The pressing thing-that's-still-coming-together, though, is Agents of F.A.T.E., so as I lay in bed last night dealing with the tail end (I hope) of a cold, I passed the time trying to think of a way to apply this to the game I'm running next weekend. I like what I have so far for it, but it does feel to me like it's missing just a little something, and maybe this is it.
Here's the idea. See, in Agents of F.A.T.E., when your roll gets spin, you get a point of Cool, which you can spend later to replace a Fudge die with a d6. That's what players get -- but what of poor little me? Do I want to keep track of Cool Point totals for several NPCs at once? No, I do not. When I roll and get spin, I put a Challenge Point in front of me. All of my NPCs get a bonus to all of their rolls equal to the number of Challenge Points I have.
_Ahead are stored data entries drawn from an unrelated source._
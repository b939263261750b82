use serde_json::{Value, json};
use shellgate::Outcome;
use shellgate::error::{PolicyViolation, RequestError};

use crate::gateway_harness::Harness;

const TRAVERSAL: &str = "../../etc/passwd";

#[tokio::test]
async fn write_read_and_list_round_trip() {
    let mut h = Harness::new();

    let written = h
        .completed(json!({"method": "writeFile", "path": "notes/today.txt", "content": "hi"}))
        .await;
    assert_eq!(written["success"], true);
    assert_eq!(written["size"], 2);

    let read = h
        .completed(json!({"method": "readFile", "path": "notes/today.txt"}))
        .await;
    assert_eq!(read["content"], "hi");

    let listing = h
        .completed(json!({"method": "listDirectory", "path": "notes"}))
        .await;
    assert_eq!(listing["count"], 1);
    assert_eq!(listing["files"][0]["name"], "today.txt");
    assert_eq!(listing["files"][0]["isFile"], true);
}

#[tokio::test]
async fn every_mutating_operation_rejects_traversal() {
    let mut h = Harness::new();
    let requests = [
        json!({"method": "writeFile", "path": TRAVERSAL, "content": "x"}),
        json!({"method": "deleteFile", "path": TRAVERSAL}),
        json!({"method": "createDirectory", "path": TRAVERSAL}),
        json!({"method": "copyFile", "source": "a", "destination": TRAVERSAL}),
        json!({"method": "moveFile", "source": TRAVERSAL, "destination": "b"}),
        json!({"method": "downloadFile", "url": "https://example.com/f", "destination": TRAVERSAL}),
    ];

    for request in requests {
        let body = h.completed(request.clone()).await;
        assert_eq!(body["exitCode"], 1, "{request}");
        assert_eq!(
            body["error"],
            PolicyViolation::PathTraversal.to_string(),
            "{request}"
        );
    }
}

#[tokio::test]
async fn missing_paths_are_rejected() {
    let mut h = Harness::new();
    let cases: [(Value, &'static str); 5] = [
        (json!({"method": "readFile"}), "Path is required"),
        (json!({"method": "writeFile", "content": "x"}), "Path is required"),
        (json!({"method": "deleteFile"}), "Path is required"),
        (
            json!({"method": "copyFile", "source": "a"}),
            "Source and destination are required",
        ),
        (
            json!({"method": "downloadFile", "url": "https://example.com"}),
            "URL and destination are required",
        ),
    ];

    for (request, message) in cases {
        assert_eq!(
            h.call(request).await,
            Outcome::Rejected(RequestError::MissingField(message))
        );
    }
}

#[tokio::test]
async fn create_directory_defaults_to_recursive() {
    let mut h = Harness::new();
    let body = h
        .completed(json!({"method": "createDirectory", "path": "a/b/c"}))
        .await;
    assert_eq!(body["success"], true);
    assert!(h.session.cwd().join("a/b/c").is_dir());

    let body = h
        .completed(json!({"method": "createDirectory", "path": "x/y", "recursive": false}))
        .await;
    assert_eq!(body["success"], false);
}

#[tokio::test]
async fn delete_defaults_to_non_recursive() {
    let mut h = Harness::new();
    h.completed(json!({"method": "writeFile", "path": "d/f", "content": ""}))
        .await;

    let body = h.completed(json!({"method": "deleteFile", "path": "d"})).await;
    assert_eq!(body["success"], false);
    let body = h
        .completed(json!({"method": "deleteFile", "path": "d", "recursive": true}))
        .await;
    assert_eq!(body["success"], true);
}

#[tokio::test]
async fn copy_and_move_report_both_paths() {
    let mut h = Harness::new();
    h.completed(json!({"method": "writeFile", "path": "src.txt", "content": "data"}))
        .await;

    let copied = h
        .completed(json!({"method": "copyFile", "source": "src.txt", "destination": "out/copy.txt"}))
        .await;
    assert_eq!(copied["success"], true);
    assert_eq!(
        copied["destination"],
        h.session.cwd().join("out/copy.txt").display().to_string()
    );

    let moved = h
        .completed(json!({"method": "moveFile", "source": "out/copy.txt", "destination": "moved.txt"}))
        .await;
    assert_eq!(moved["success"], true);
    assert!(!h.session.cwd().join("out/copy.txt").exists());
}

#[tokio::test]
async fn missing_source_is_a_result() {
    let mut h = Harness::new();
    let body = h
        .completed(json!({"method": "readFile", "path": "ghost.txt"}))
        .await;
    assert_eq!(body["exitCode"], 1);
    assert!(body["error"].as_str().unwrap().starts_with("File not found:"));
}

#[tokio::test]
async fn plain_http_download_is_refused() {
    let mut h = Harness::new();
    let body = h
        .completed(json!({"method": "downloadFile", "url": "http://example.com/f", "destination": "f"}))
        .await;
    assert_eq!(body["exitCode"], 1);
    assert_eq!(body["error"], PolicyViolation::InsecureUrl.to_string());
    assert!(!h.session.cwd().join("f").exists());
}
"Crazy!" you say. But you, the player, can get rid of those Challenge Points anytime by introducing additional challenges, complications, or twists into the story. This could be something like "He has a pool full of sharks" or "When I come back with the martinis, she's pointing a gun at me -- turns out she's working for Prometheus" or "He's accompanied by a mountain of a man with metal teeth" or whatever. As long as it's something that's making things worse for you by introducing a new element, it's worth a Challenge Point (if not more than one).
Of course, I don't have a good sense yet of how this will balance out. If I don't roll enough spin, then the players and their Cool Points are going to walk all over my guys. If they're constantly inserting new twists into the story, that's awesome -- but if they do that, will I end up with just a huge mess of a story and nothing to show for it?
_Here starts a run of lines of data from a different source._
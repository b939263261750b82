use super::ShellSession;
use std::fs;
use std::path::{Path, PathBuf};

/// Where `setup_environment` placed the Linux-like tree.
#[derive(Debug, Clone, PartialEq, Eq)]
pub struct EnvironmentLayout {
    pub root: PathBuf,
    pub home: PathBuf,
}

fn tree_dirs(user: &str) -> Vec<String> {
    [
        "bin", "etc", "tmp", "var/log", "var/tmp", "usr/bin", "usr/lib", "usr/share", "opt",
        "root",
    ]
    .into_iter()
    .map(String::from)
    .chain(std::iter::once(format!("home/{user}")))
    .collect()
}

fn passwd_contents(user: &str) -> String {
    format!("root:x:0:0:root:/root:/bin/sh\n{user}:x:1000:1000:{user}:/home/{user}:/bin/sh\n")
}

fn profile_contents(root: &Path, home: &Path, term: &str, lang: &str, user: &str) -> String {
    let root = root.display();
    format!(
        "export PATH={root}/bin:{root}/usr/bin:$PATH\n\
         export HOME={home}\n\
         export TERM={term}\n\
         export LANG={lang}\n\
         export PS1='{user}@shellgate:\\w$ '\n",
        home = home.display(),
    )
}

/// Build `<data_dir>/linux` with a minimal FHS layout, `etc/passwd` and
/// `etc/profile`, and return a session rooted at the new home.
pub fn setup_environment(
    data_dir: &Path,
    user: &str,
    term: &str,
    lang: &str,
) -> std::io::Result<(ShellSession, EnvironmentLayout)> {
    let root = data_dir.join("linux");
    for dir in tree_dirs(user) {
        fs::create_dir_all(root.join(dir))?;
    }

    let home = root.join("home").join(user);
    fs::write(root.join("etc/passwd"), passwd_contents(user))?;
    fs::write(
        root.join("etc/profile"),
        profile_contents(&root, &home, term, lang, user),
    )?;

    tracing::info!(root = %root.display(), "linux environment ready");
    let layout = EnvironmentLayout {
        root,
        home: home.clone(),
    };
    Ok((ShellSession::new(home), layout))
}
Could be. There are ways to mitigate that, like giving myself a set number of starting Challenge Points each scene, possibly as a replacement for Fate Points, or limiting how many complications can be introduced at once, or on a per-scene basis. These feel a little... arbitrary, to be honest, but there's a solution lurking in there somewhere. Plus, as a GM, you really have to be willing to turn a fair amount of control over to your players for this to work. I mean, if you've planned for the PC to later rescue that scientist he's been canoodling with and then the player tells you that she's with the badguys, that could really throw a monkey wrench into things. (The lesson there, obviously, is simple: If you can at all help it, don't plan.)
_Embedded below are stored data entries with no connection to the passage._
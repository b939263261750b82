use shellgate::Config;
use shellgate::security::SecurityPolicy;

pub fn render_status(config: &Config, policy: &SecurityPolicy) -> String {
    let resolve_mode = match config.paths.resolve_mode {
        shellgate::security::PathResolveMode::Lenient => "lenient",
        shellgate::security::PathResolveMode::Strict => "strict",
    };

    [
        "◆ shellgate status".to_string(),
        String::new(),
        format!("Version     {}", env!("CARGO_PKG_VERSION")),
        format!("Config      {}", config.config_path.display()),
        format!("Data dir    {}", config.resolved_data_dir().display()),
        format!("Log level   {}", config.log_level),
        String::new(),
        format!("Allowlist   {} commands", policy.allowlist.len()),
        format!("  disabled          {}", list_or_none(&config.allowlist.disabled)),
        format!(
            "  unprivileged-only {}",
            list_or_none(&config.allowlist.unprivileged_only)
        ),
        format!("Paths       resolve_mode={resolve_mode}"),
        format!(
            "Download    timeout={}s, max_bytes={}",
            config.download.timeout_secs, config.download.max_bytes
        ),
        format!(
            "Execution   TERM={}, LANG={}",
            config.execution.term, config.execution.lang
        ),
    ]
    .join("\n")
}

fn list_or_none(items: &[String]) -> String {
    if items.is_empty() {
        "(none)".to_string()
    } else {
        items.join(", ")
    }
}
Regardless, I'm encouraged by a couple things. One, it's common practice with Morgan and me these days (I've cribbed it from Morgan, in fact) to bump up all of an important NPC's skills by a point or two -- if the PCs' skills top out at Great (+4), the big bad's might go up to Fantastic (+6). This theoretically makes them more powerful, but the PCs often have numbers on their side, so in the end it really just achieves parity without having to spend Fate Points all the time. This Challenge Point idea builds that bit right into itself... if the players aren't regularly introducing complications, of course.
Two, it obviously and strongly encourages players to introduce complications. I think that, as a collective, we could pretty quickly turn an ordinary action scene into a trope-laden super-spy barn-burner, which is good. I love anything that gives the players incentive to add to the narrative like that, and this feels more fun (to me) than just giving the player a Fate Point.
It could conceivably go a little farther than that, even. Could a player invoke an aspect by giving me a Challenge Point? I can see that. It's probably more than I'd want to do at Gamex, but it's worth thinking about later.
Anyway, I'm framing this with espionage in mind, because that's what I'm preparing to run, but this could absolutely apply to any genre.